La conversion génique est donc un phénomène qui touche les gènes compris dans la zone d’échange d’un brin d’ADN au cours d’un crossing-over si ces gènes présentent une variation allélique.

La formation dans cette zone d’une molécule d’ADN hétéroduplex, porteuse de deux séquences alléliques différentes conduit à un misappariement local au site de la variation allélique du gène, là où les deux brins ne sont plus strictement complémentaires.

La réparation du misappariement par excision-resynthèse d’un des deux brins, désigné aléatoirement, conduit à la reconstitution d’un homoduplex (deux brins strictement complémentaires) porteur d’un seul message allélique.

Les deux chromatides peuvent voir leurs hétéroduplex corrigés dans le même sens, vers le même allèle, de sorte que la situation d’hétérozygotie qui prévalait avant le « passage » du crossing-over est remplacée par une homozygotie en faveur d’un des deux allèles; l’un des deux allèles a été « converti » en l’autre.

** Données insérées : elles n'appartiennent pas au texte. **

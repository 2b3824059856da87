use raytracing::{scene::test_scenes, CompileSettings, CompiledScene, CompiledSceneError, SceneCompiler};

#[test]
fn every_test_scene_survives_disk() {
    let dir = tempfile::tempdir().unwrap();

    for test_scene_descriptor in test_scenes::all_test_scenes() {
        let scene = (test_scene_descriptor.scene_func)();
        let compiled = SceneCompiler::default().compile(&scene).unwrap();

        let path = dir.path().join(format!("{}.scene", test_scene_descriptor.name));
        compiled.write_to_path(&path).unwrap();
        let read = CompiledScene::read_from_path(&path).unwrap();

        assert_eq!(read, compiled, "{} changed on disk", test_scene_descriptor.name);
        assert_eq!(read.to_bytes().unwrap(), compiled.to_bytes().unwrap());
    }
}

#[test]
fn scene_without_light_array_round_trips() {
    let compiled = SceneCompiler::new(CompileSettings {
        light_emitting_primitives: false,
        ..Default::default()
    })
    .compile(&test_scenes::cornell_box_scene())
    .unwrap();

    let bytes = compiled.to_bytes().unwrap();
    let read = CompiledScene::read(&mut bytes.as_slice()).unwrap();
    assert!(read.primitives_emitting_light().is_none());
    assert_eq!(read, compiled);
}

#[test]
fn light_array_is_the_trailing_section() {
    let scene = test_scenes::cornell_box_scene();
    let with_lights = SceneCompiler::default().compile(&scene).unwrap().to_bytes().unwrap();
    let without_lights = SceneCompiler::new(CompileSettings {
        light_emitting_primitives: false,
        ..Default::default()
    })
    .compile(&scene)
    .unwrap()
    .to_bytes()
    .unwrap();

    // one light: an i32 length and a single i32 offset
    assert_eq!(with_lights.len(), without_lights.len() + 8);
    assert_eq!(&with_lights[..without_lights.len()], &without_lights[..]);
}

#[test]
fn missing_file_is_an_io_error() {
    let dir = tempfile::tempdir().unwrap();
    let result = CompiledScene::read_from_path(dir.path().join("does_not_exist.scene"));
    assert!(matches!(result, Err(CompiledSceneError::Io(_))));
}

Bien évidemment, une cellule peut ne pas avoir le temps de réparer les hétéroduplex, surtout quand elle entre presque immédiatement dans une nouvelle division, ce qui est le cas chez les ascomycètes avec la mitose additionnelle.

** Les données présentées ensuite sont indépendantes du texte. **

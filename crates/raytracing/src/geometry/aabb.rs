use super::{Ray, Vec3};

use crate::macros::{variadic_max_comparator, variadic_min_comparator};

/// Axis-aligned bounding box
/// Defined by 2 points
#[derive(Clone, Copy, Default, Debug, PartialEq)]
pub struct AABB {
    pub minimum: Vec3,
    pub maximum: Vec3
}

impl AABB {
    pub fn new(minimum: Vec3, maximum: Vec3) -> AABB {
        AABB { minimum, maximum }
    }

    pub fn from_triangle(p0: Vec3, p1: Vec3, p2: Vec3) -> AABB {
        AABB {
            minimum: variadic_min_comparator!(Vec3::elementwise_min, p0, p1, p2),
            maximum: variadic_max_comparator!(Vec3::elementwise_max, p0, p1, p2),
        }
    }

    /// Returns a box which surrounds both a and b
    pub fn surrounding_box(a: AABB, b: AABB) -> AABB {
        AABB {
            minimum: Vec3::elementwise_min(a.minimum, b.minimum),
            maximum: Vec3::elementwise_max(a.maximum, b.maximum),
        }
    }

    /// Union of a non-empty sequence of boxes, `None` if the sequence is empty
    pub fn union_all(boxes: impl IntoIterator<Item = AABB>) -> Option<AABB> {
        boxes.into_iter().reduce(AABB::surrounding_box)
    }

    pub fn centroid(&self) -> Vec3 {
        (self.minimum + self.maximum) * 0.5
    }

    /// Longest axis (0=x, 1=y, 2=z).
    pub fn longest_axis(&self) -> usize {
        let extent = self.maximum - self.minimum;
        if extent.0 >= extent.1 && extent.0 >= extent.2 {
            0
        } else if extent.1 >= extent.2 {
            1
        } else {
            2
        }
    }

    pub fn contains(&self, other: &AABB) -> bool {
        self.minimum.0 <= other.minimum.0 && self.minimum.1 <= other.minimum.1 && self.minimum.2 <= other.minimum.2
            && self.maximum.0 >= other.maximum.0 && self.maximum.1 >= other.maximum.1 && self.maximum.2 >= other.maximum.2
    }

    // slab test; zero direction components produce infinities which compare correctly
    pub fn intersects(&self, ray: Ray, t_min: f32, t_max: f32) -> bool {
        let mut t0 = t_min;
        let mut t1 = t_max;
        for axis in 0..3 {
            let inv_d = 1.0 / ray.direction.axis(axis);
            let mut near = (self.minimum.axis(axis) - ray.origin.axis(axis)) * inv_d;
            let mut far = (self.maximum.axis(axis) - ray.origin.axis(axis)) * inv_d;
            if inv_d < 0.0 {
                std::mem::swap(&mut near, &mut far);
            }
            // NaN (0 * inf) means the origin lies on the slab plane, treat as inside
            if !near.is_nan() {
                t0 = t0.max(near);
            }
            if !far.is_nan() {
                t1 = t1.min(far);
            }
            if t1 < t0 {
                return false;
            }
        }
        true
    }
}

#[cfg(test)]
mod tests {
    use super::*;

    #[test]
    fn triangle_bounds() {
        let aabb = AABB::from_triangle(Vec3(0.0, 1.0, 2.0), Vec3(-1.0, 5.0, 0.0), Vec3(3.0, 0.0, 1.0));
        assert_eq!(aabb.minimum, Vec3(-1.0, 0.0, 0.0));
        assert_eq!(aabb.maximum, Vec3(3.0, 5.0, 2.0));
        assert_eq!(aabb.longest_axis(), 1);
    }

    #[test]
    fn union_contains_inputs() {
        let a = AABB::new(Vec3(0.0, 0.0, 0.0), Vec3(1.0, 1.0, 1.0));
        let b = AABB::new(Vec3(-1.0, 0.5, 0.5), Vec3(0.5, 2.0, 0.5));
        let u = AABB::union_all([a, b]).unwrap();
        assert!(u.contains(&a) && u.contains(&b));
        assert!(AABB::union_all(Vec::<AABB>::new()).is_none());
    }

    #[test]
    fn ray_box_intersection() {
        let aabb = AABB::new(Vec3(-1.0, -1.0, -1.0), Vec3(1.0, 1.0, 1.0));
        let hit = Ray::new(Vec3(0.0, 0.0, -5.0), Vec3(0.0, 0.0, 1.0));
        let miss = Ray::new(Vec3(2.0, 0.0, -5.0), Vec3(0.0, 0.0, 1.0));
        let behind = Ray::new(Vec3(0.0, 0.0, 5.0), Vec3(0.0, 0.0, 1.0));
        assert!(aabb.intersects(hit, 0.0, f32::INFINITY));
        assert!(!aabb.intersects(miss, 0.0, f32::INFINITY));
        assert!(!aabb.intersects(behind, 0.0, f32::INFINITY));
    }
}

Lors de la phase de réplication, la zone hétéroduplex donnera deux homoduplex génétiquement différents, l’un porteur de l’allèle A, à partir du brin A+ (ou A–) utilisé comme matrice, l’autre porteur de l’allèle a, à partir du brin a– (ou a+) utilisé comme matrice.

Ce qui explique nos octades où une cellule haploïde a pu donner une spore noire et une spore blanche, car, au niveau du gène concerné, sa molécule d’ADN était constituée d’un hétéroduplex porteur simultanément (mais de manière transitoire et non complémentaire) des deux informations alléliques.